In termini di spesa per alleggerire l’aumento dei prezzi dell’energia, secondo un’analisi del centro di ricerca Bruegel, l’Italia è al terzo posto, dopo Grecia e Lituania. La graduatoria potrebbe cambiare per la manovra da 65 miliardi di euro annunciata dalla Germania, finanziata in gran misura aumentando temporaneamente le imposte sugli extraprofitti di imprese del settore energetico. La manovra tedesca è indirizzato a portare sollievo a famiglie a reddito basso o medio basso e ad imprese piccole e medio piccole (la cui produzione richiede un forte consumo di energia). Altrimenti avverte un recente studio del Fondo monetario internazionale si finisce per fare regalie a famiglie floride, e anche ricche, che potrebbero sostenere l’aumento delle bollette. In un Paese come l’Italia aggiungiamo si rischia di finire con il sovvenzionare gli evasori e abituare grandi imprese a sussidi di cui non avrebbero bisogno se gestite in modo efficiente.

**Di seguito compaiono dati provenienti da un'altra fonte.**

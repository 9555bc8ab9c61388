// Copyright 2025 Oxide Computer Company
//! Typed argument bag for commands
//!
//! [`Parameters`] wraps a JSON object.  Accessors convert loosely (a
//! `"12"` string reads as integer 12) because arguments arrive from query
//! strings and path variables as well as from JSON bodies.  Names may be
//! dotted paths into nested objects: `"dummy.key"`.

use crate::error::ApplicationError;
use serde::de::DeserializeOwned;
use serde::Deserialize;
use serde::Serialize;
use serde_json::Map;
use serde_json::Value;

#[derive(Clone, Debug, Default, Deserialize, PartialEq, Serialize)]
#[serde(transparent)]
pub struct Parameters(Map<String, Value>);

impl Parameters {
    pub fn new() -> Self {
        Parameters::default()
    }

    /// Builds parameters from `(name, value)` pairs.
    pub fn from_tuples<I, K, V>(tuples: I) -> Self
    where
        I: IntoIterator<Item = (K, V)>,
        K: Into<String>,
        V: Into<Value>,
    {
        Parameters(tuples.into_iter().map(|(k, v)| (k.into(), v.into())).collect())
    }

    /// Serializes `value` into parameters.  Anything other than a JSON
    /// object (or null) is refused.
    pub fn from_value<T: Serialize>(value: &T) -> Result<Self, ApplicationError> {
        match serde_json::to_value(value) {
            Ok(Value::Object(map)) => Ok(Parameters(map)),
            Ok(Value::Null) => Ok(Parameters::default()),
            Ok(other) => Err(ApplicationError::bad_request(
                "INVALID_DATA",
                format!("parameters must be an object, not {}", other),
            )),
            Err(e) => Err(ApplicationError::internal(
                "SERIALIZATION_ERROR",
                "failed to serialize parameters",
            )
            .with_cause(e)),
        }
    }

    pub fn len(&self) -> usize {
        self.0.len()
    }

    pub fn is_empty(&self) -> bool {
        self.0.is_empty()
    }

    pub fn as_map(&self) -> &Map<String, Value> {
        &self.0
    }

    pub fn into_value(self) -> Value {
        Value::Object(self.0)
    }

    /// Returns the value at `path`, following dots into nested objects.  An
    /// exact top-level key containing dots takes precedence.
    pub fn get(&self, path: &str) -> Option<&Value> {
        if let Some(value) = self.0.get(path) {
            return Some(value);
        }
        let mut parts = path.split('.');
        let first = parts.next()?;
        parts.try_fold(self.0.get(first)?, |value, part| match value {
            Value::Object(map) => map.get(part),
            Value::Array(items) => {
                part.parse::<usize>().ok().and_then(|i| items.get(i))
            }
            _ => None,
        })
    }

    pub fn contains_key(&self, path: &str) -> bool {
        self.get(path).is_some_and(|v| !v.is_null())
    }

    /// Sets the value at `path`, creating intermediate objects as needed.
    pub fn set(&mut self, path: &str, value: impl Into<Value>) {
        let value = value.into();
        let mut parts: Vec<&str> = path.split('.').collect();
        let Some(last) = parts.pop() else {
            return;
        };
        let mut map = &mut self.0;
        for part in parts {
            let entry = map
                .entry(part.to_string())
                .or_insert_with(|| Value::Object(Map::new()));
            if !entry.is_object() {
                *entry = Value::Object(Map::new());
            }
            let Value::Object(inner) = entry else {
                return;
            };
            map = inner;
        }
        map.insert(last.to_string(), value);
    }

    /// Sets top-level entry `name`, even if it contains dots.
    pub fn set_raw(&mut self, name: &str, value: impl Into<Value>) {
        self.0.insert(name.to_string(), value.into());
    }

    pub fn remove(&mut self, name: &str) -> Option<Value> {
        self.0.remove(name)
    }

    /// Copies every entry of `other` over this one.
    pub fn override_with(&mut self, other: &Parameters) {
        for (key, value) in &other.0 {
            self.0.insert(key.clone(), value.clone());
        }
    }

    /// String form of the value, if it has one.
    pub fn get_as_nullable_string(&self, path: &str) -> Option<String> {
        match self.get(path)? {
            Value::Null => None,
            Value::String(s) => Some(s.clone()),
            other => Some(other.to_string()),
        }
    }

    pub fn get_as_string(&self, path: &str) -> String {
        self.get_as_nullable_string(path).unwrap_or_default()
    }

    pub fn get_as_nullable_integer(&self, path: &str) -> Option<i64> {
        match self.get(path)? {
            Value::Number(n) => {
                n.as_i64().or_else(|| n.as_f64().map(|f| f.trunc() as i64))
            }
            Value::String(s) => {
                let s = s.trim();
                s.parse::<i64>()
                    .ok()
                    .or_else(|| s.parse::<f64>().ok().map(|f| f.trunc() as i64))
            }
            Value::Bool(b) => Some(i64::from(*b)),
            _ => None,
        }
    }

    pub fn get_as_integer(&self, path: &str) -> i64 {
        self.get_as_integer_with_default(path, 0)
    }

    pub fn get_as_integer_with_default(&self, path: &str, default: i64) -> i64 {
        self.get_as_nullable_integer(path).unwrap_or(default)
    }

    pub fn get_as_nullable_float(&self, path: &str) -> Option<f64> {
        match self.get(path)? {
            Value::Number(n) => n.as_f64(),
            Value::String(s) => s.trim().parse::<f64>().ok(),
            Value::Bool(b) => Some(if *b { 1.0 } else { 0.0 }),
            _ => None,
        }
    }

    pub fn get_as_float(&self, path: &str) -> f64 {
        self.get_as_nullable_float(path).unwrap_or(0.0)
    }

    pub fn get_as_nullable_boolean(&self, path: &str) -> Option<bool> {
        match self.get(path)? {
            Value::Bool(b) => Some(*b),
            Value::Number(n) => n.as_f64().map(|f| f != 0.0),
            Value::String(s) => match s.trim().to_ascii_lowercase().as_str() {
                "true" | "1" | "yes" | "y" | "t" => Some(true),
                "false" | "0" | "no" | "n" | "f" => Some(false),
                _ => None,
            },
            _ => None,
        }
    }

    pub fn get_as_boolean(&self, path: &str) -> bool {
        self.get_as_nullable_boolean(path).unwrap_or(false)
    }

    /// Nested object at `path` as its own parameter bag.  Missing or
    /// non-object values yield an empty bag.
    pub fn get_as_object(&self, path: &str) -> Parameters {
        match self.get(path) {
            Some(Value::Object(map)) => Parameters(map.clone()),
            _ => Parameters::default(),
        }
    }

    /// Deserializes the value at `path` into `T`.  A missing or null value is
    /// `Ok(None)`.
    pub fn get_as<T: DeserializeOwned>(
        &self,
        path: &str,
    ) -> Result<Option<T>, ApplicationError> {
        match self.get(path) {
            None | Some(Value::Null) => Ok(None),
            Some(value) => {
                serde_path_to_error::deserialize(value.clone()).map(Some).map_err(
                    |e| {
                        ApplicationError::bad_request(
                            "INVALID_DATA",
                            format!("parameter \"{}\" is malformed: {}", path, e),
                        )
                        .with_details("param", path)
                    },
                )
            }
        }
    }
}

impl From<Map<String, Value>> for Parameters {
    fn from(map: Map<String, Value>) -> Self {
        Parameters(map)
    }
}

Sulla stessa linea uno studio dell’Istituto Bruno Leoni pubblicato il 6 settembre: «I partiti dovrebbero rispondere a tre domande: i) quanto spendere? ii) come allocare la spesa tra le varie tipologie di consumatori? iii) come finanziare la spesa? Soprattutto per un paese fortemente indebitato come l’Italia, è cruciale declinare le politiche di aiuto in modo compatibile con i vincoli di finanza pubblica: non faremmo un buon affare se, per tagliare di qualche punto le bollette della luce e del gas, spingessimo il Paese nel baratro del default».

Daniel Yerding, vice presidente di S&P e noto esperto del mercato energetico ricorda come numerosi impianti di produzione di energia in Europa ora messi a riposo (nucleare in Francia, gas nell’Adriatico di competenza italiana) potrebbero essere facilmente attivati, riducendo l’arma di ricatto data alla Russia di Putin. In effetti, come ha scritto di recente Paul Krugman sul New York Times, ci sono ottime ragioni sociali «per derogare temporaneamente alle regole del mercato».

Lo dice lo stesso Fmi: «Misure temporanee che fermano l’aumento dei prezzi o ne limitano gli impatti sono una risposta accettabile a choc di breve periodo in Paesi che hanno un’ampia capacità di bilancio». Questo potrebbe essere il filo conduttore della strategia europea che dovrebbe scaturire dal Consiglio straordinario del 9 settembre. Sorge, ovviamente, subito un problema: la Germania ha l’ampia «capacità di bilancio» di cui parla il Fmi, ma non la Grecia, l’Italia, la Spagna, la Francia e tanti altri. Potrebbe pensarsi ad un programma europeo finanziato in parte con eurobond?